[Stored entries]

--- --- ---

#[cfg(test)]
mod tests {
    use std::sync::{Arc, Mutex};

    use super::*;
    use crate::sound::{SharedSoundLevel, SilentSource};

    /// A 5x1 open corridor: start at (0, 0), gems at (1, 0) and (2, 0), key at
    /// (3, 0), door at (4, 0) with the exit on its right.
    fn corridor(pursuers: Vec<Pursuer>) -> GameSession {
        let mut maze = Maze::new(5, 1);
        for (pos, direction) in maze.closed_interior_walls() {
            maze.open_wall(pos, direction).unwrap();
        }
        let exit = Exit {
            position: Position::new(4, 0),
            direction: Direction::Right,
        };
        maze.open_wall(exit.position, exit.direction).unwrap();
        GameSession::from_layout(SessionLayout {
            maze,
            exit,
            start: Position::new(0, 0),
            gems: vec![Position::new(1, 0), Position::new(2, 0)],
            key: Position::new(3, 0),
            pursuers,
            window: PhaseWindow::new(20, 10),
            require_key_pickup: false,
            character_name: "Clyde".to_string(),
        })
        .unwrap()
    }

    fn silent_gate() -> SoundGate {
        SoundGate::new(Box::new(SilentSource), 10.0)
    }

    #[test]
    fn walls_and_the_boundary_block_moves() {
        let mut session = corridor(vec![]);
        assert!(!session.move_character(Direction::Up));
        assert!(!session.move_character(Direction::Left));
        assert_eq!(session.character().position, Position::new(0, 0));
        for _ in 0..4 {
            assert!(session.move_character(Direction::Right));
        }
        // The exit opening leads out of the grid; the character stays inside.
        assert!(session.maze().is_open(Position::new(4, 0), Direction::Right));
        assert!(!session.move_character(Direction::Right));
        assert_eq!(session.character().position, Position::new(4, 0));
    }

    #[test]
    fn gems_count_once_and_reveal_the_key() {
        let mut session = corridor(vec![]);
        assert_eq!(session.num_gems_left(), 2);
        assert!(session.move_character(Direction::Right));
        assert_eq!(session.character().owned_gems, 1);
        assert!(!session.key().visible);

        assert!(session.move_character(Direction::Left));
        assert!(session.move_character(Direction::Right));
        assert_eq!(session.character().owned_gems, 1);
        assert!(session.gems()[0].collected);
        assert_eq!(session.gem_at(Position::new(1, 0)), None);

        assert!(session.move_character(Direction::Right));
        assert_eq!(session.character().owned_gems, 2);
        assert_eq!(session.num_gems_left(), 0);
        assert!(session.key().visible);

        assert!(session.move_character(Direction::Left));
        assert!(session.key().visible);
    }

    #[test]
    fn key_cannot_be_used_before_it_appears() {
        let mut session = corridor(vec![]);
        assert!(!session.apply_key());
        assert!(!session.door().opened);
    }

    #[test]
    fn reaching_a_closed_door_does_not_win() {
        let mut session = corridor(vec![]);
        for _ in 0..4 {
            session.move_character(Direction::Right);
        }
        assert_eq!(session.character().position, session.door().position);
        assert_eq!(session.outcome(), GameOutcome::InProgress);

        assert!(session.apply_key());
        assert!(session.door().opened);
        assert!(session.key().collected);
        assert!(session.is_won());
        assert!(!session.apply_key());
        assert!(!session.move_character(Direction::Left));
    }

    #[test]
    fn opening_the_door_early_wins_on_arrival() {
        let mut session = corridor(vec![]);
        session.move_character(Direction::Right);
        session.move_character(Direction::Right);
        assert!(session.apply_key());
        assert!(!session.is_won());
        session.move_character(Direction::Right);
        session.move_character(Direction::Right);
        assert!(session.is_won());
    }

    #[test]
    fn key_pickup_policy_gates_the_door() {
        let mut session = corridor(vec![]);
        session.require_key_pickup = true;
        session.move_character(Direction::Right);
        session.move_character(Direction::Right);
        assert!(!session.apply_key());
        session.move_character(Direction::Right);
        assert!(session.character().has_key);
        assert!(session.apply_key());
    }

    #[test]
    fn walking_into_a_pursuer_loses() {
        let mut session = corridor(vec![Pursuer::new(Position::new(2, 0), 0)]);
        session.move_character(Direction::Right);
        assert_eq!(session.outcome(), GameOutcome::InProgress);
        session.move_character(Direction::Right);
        assert!(session.is_lost());
        assert!(!session.move_character(Direction::Left));
        assert_eq!(session.tick_pursuers(&mut silent_gate()), TickReport::Skipped);
    }

    #[test]
    fn pursuer_tick_catches_the_character() {
        let events = Arc::new(Mutex::new(Vec::new()));
        let mut session = corridor(vec![Pursuer::new(Position::new(3, 0), 0)]);
        let sink = Arc::clone(&events);
        session.on_change(move |event| sink.lock().unwrap().push(event.clone()));
        let mut gate = silent_gate();

        let TickReport::Advanced { steps } = session.tick_pursuers(&mut gate) else {
            panic!("pursuers should advance");
        };
        assert_eq!(steps[0].to, Position::new(2, 0));
        assert_eq!(session.outcome(), GameOutcome::InProgress);

        session.tick_pursuers(&mut gate);
        session.tick_pursuers(&mut gate);
        assert!(session.is_lost());

        let events = events.lock().unwrap();
        assert_eq!(
            events.last(),
            Some(&SessionEvent::OutcomeChanged {
                outcome: GameOutcome::Lost
            })
        );
        let moves = events
            .iter()
            .filter(|e| matches!(e, SessionEvent::PursuerMoved { .. }))
            .count();
        assert_eq!(moves, 3);
    }

    #[test]
    fn loud_ticks_freeze_pursuers() {
        let level = SharedSoundLevel::new();
        let mut gate = SoundGate::new(Box::new(level.clone()), 10.0);
        let mut session = corridor(vec![Pursuer::new(Position::new(4, 0), 0)]);

        level.set(50.0);
        assert_eq!(
            session.tick_pursuers(&mut gate),
            TickReport::Scared { level: 50.0 }
        );
        assert_eq!(session.pursuers()[0].position(), Position::new(4, 0));
        assert_eq!(session.pursuers()[0].move_turn(), 0);

        level.set(0.0);
        session.tick_pursuers(&mut gate);
        assert_eq!(session.pursuers()[0].position(), Position::new(3, 0));
    }

    #[test]
    fn gems_sharing_a_cell_are_rejected() {
        let mut maze = Maze::new(3, 1);
        for (pos, direction) in maze.closed_interior_walls() {
            maze.open_wall(pos, direction).unwrap();
        }
        let exit = Exit {
            position: Position::new(2, 0),
            direction: Direction::Right,
        };
        maze.open_wall(exit.position, exit.direction).unwrap();
        let result = GameSession::from_layout(SessionLayout {
            maze,
            exit,
            start: Position::new(0, 0),
            gems: vec![Position::new(1, 0), Position::new(1, 0)],
            key: Position::new(2, 0),
            pursuers: vec![],
            window: PhaseWindow::new(1, 1),
            require_key_pickup: false,
            character_name: String::new(),
        });
        assert_eq!(
            result.err(),
            Some(ConfigError::DuplicateGem { x: 1, y: 0 })
        );
    }

    #[test]
    fn validated_config_can_still_run_out_of_pursuer_cells() {
        use rand::{SeedableRng, rngs::StdRng};

        use crate::error::PlacementError;

        // Only (2, 2) is far enough from the start, and a gem always lands there.
        let config = GameConfig {
            width: 3,
            height: 3,
            gems: 9,
            pursuers: 1,
            min_pursuer_distance: 4,
            ..GameConfig::default()
        };
        assert_eq!(config.validate(), Ok(()));
        let result = GameSession::new(&config, &mut StdRng::seed_from_u64(3));
        assert_eq!(
            result.err(),
            Some(ConfigError::Placement(PlacementError::NotEnoughCells {
                item: "pursuers",
                requested: 1,
                available: 0
            }))
        );
    }

    #[test]
    fn snapshot_carries_the_phase_window() {
        let session = corridor(vec![]);
        assert_eq!(session.snapshot().window, PhaseWindow::new(20, 10));
        assert_eq!(session.snapshot().window, session.window());
    }

    #[test]
    fn no_gems_means_the_key_starts_visible() {
        let mut maze = Maze::new(2, 1);
        maze.open_wall(Position::new(0, 0), Direction::Right).unwrap();
        maze.open_wall(Position::new(1, 0), Direction::Right).unwrap();
        let session = GameSession::from_layout(SessionLayout {
            maze,
            exit: Exit {
                position: Position::new(1, 0),
                direction: Direction::Right,
            },
            start: Position::new(0, 0),
            gems: vec![],
            key: Position::new(0, 0),
            pursuers: vec![],
            window: PhaseWindow::new(1, 1),
            require_key_pickup: false,
            character_name: String::new(),
        })
        .unwrap();
        assert!(session.key().visible);
        assert_eq!(session.num_gems_left(), 0);
    }
}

--- --- ---

### [Brief]
Please show each line in the records above that contains "unwrap".

### [Exercise output]
            maze.open_wall(pos, direction).unwrap();
        maze.open_wall(exit.position, exit.direction).unwrap();
        .unwrap()
        session.on_change(move |event| sink.lock().unwrap().push(event.clone()));
        let events = events.lock().unwrap();
            maze.open_wall(pos, direction).unwrap();
        maze.open_wall(exit.position, exit.direction).unwrap();
        maze.open_wall(Position::new(0, 0), Direction::Right).unwrap();
        maze.open_wall(Position::new(1, 0), Direction::Right).unwrap();
        .unwrap();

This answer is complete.